Exercise directions.
Copy exactly, please, each line of the data below until the line that contains "validate_metadata(self, &mut out);" has been copied, beginning at the top.

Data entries

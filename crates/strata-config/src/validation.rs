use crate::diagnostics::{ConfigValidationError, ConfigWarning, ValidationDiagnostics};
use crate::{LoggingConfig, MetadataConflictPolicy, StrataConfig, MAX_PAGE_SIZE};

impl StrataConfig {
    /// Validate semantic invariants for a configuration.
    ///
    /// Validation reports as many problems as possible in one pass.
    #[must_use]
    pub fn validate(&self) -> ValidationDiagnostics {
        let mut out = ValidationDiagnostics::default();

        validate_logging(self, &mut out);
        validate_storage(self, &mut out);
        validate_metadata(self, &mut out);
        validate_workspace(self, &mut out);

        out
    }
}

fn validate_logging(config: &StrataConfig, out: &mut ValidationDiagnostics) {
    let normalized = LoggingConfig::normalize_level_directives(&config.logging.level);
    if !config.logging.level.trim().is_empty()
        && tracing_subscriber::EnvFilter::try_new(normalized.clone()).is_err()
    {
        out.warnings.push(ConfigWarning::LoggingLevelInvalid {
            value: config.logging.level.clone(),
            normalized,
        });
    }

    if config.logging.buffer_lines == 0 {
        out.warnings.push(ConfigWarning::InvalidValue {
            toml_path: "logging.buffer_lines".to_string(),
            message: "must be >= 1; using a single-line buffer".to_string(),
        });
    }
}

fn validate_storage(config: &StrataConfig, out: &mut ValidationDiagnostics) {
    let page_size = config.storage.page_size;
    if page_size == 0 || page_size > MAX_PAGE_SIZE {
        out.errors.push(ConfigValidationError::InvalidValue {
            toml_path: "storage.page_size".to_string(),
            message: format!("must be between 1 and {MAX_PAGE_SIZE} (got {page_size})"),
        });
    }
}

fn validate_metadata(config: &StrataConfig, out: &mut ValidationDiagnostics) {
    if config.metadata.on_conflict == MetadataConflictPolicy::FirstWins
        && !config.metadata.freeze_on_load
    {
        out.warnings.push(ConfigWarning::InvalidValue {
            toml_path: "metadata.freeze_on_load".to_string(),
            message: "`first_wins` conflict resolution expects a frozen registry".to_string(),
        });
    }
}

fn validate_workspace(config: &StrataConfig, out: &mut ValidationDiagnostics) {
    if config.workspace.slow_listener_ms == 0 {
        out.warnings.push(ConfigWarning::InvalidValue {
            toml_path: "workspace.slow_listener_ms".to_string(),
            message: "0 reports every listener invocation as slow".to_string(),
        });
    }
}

Solution to this exercise.
filename crates/strata-config/src/validation.rs
use crate::diagnostics::{ConfigValidationError, ConfigWarning, ValidationDiagnostics};
use crate::{LoggingConfig, MetadataConflictPolicy, StrataConfig, MAX_PAGE_SIZE};

impl StrataConfig {
    /// Validate semantic invariants for a configuration.
    ///
    /// Validation reports as many problems as possible in one pass.
    #[must_use]
    pub fn validate(&self) -> ValidationDiagnostics {
        let mut out = ValidationDiagnostics::default();

        validate_logging(self, &mut out);
        validate_storage(self, &mut out);
        validate_metadata(self, &mut out);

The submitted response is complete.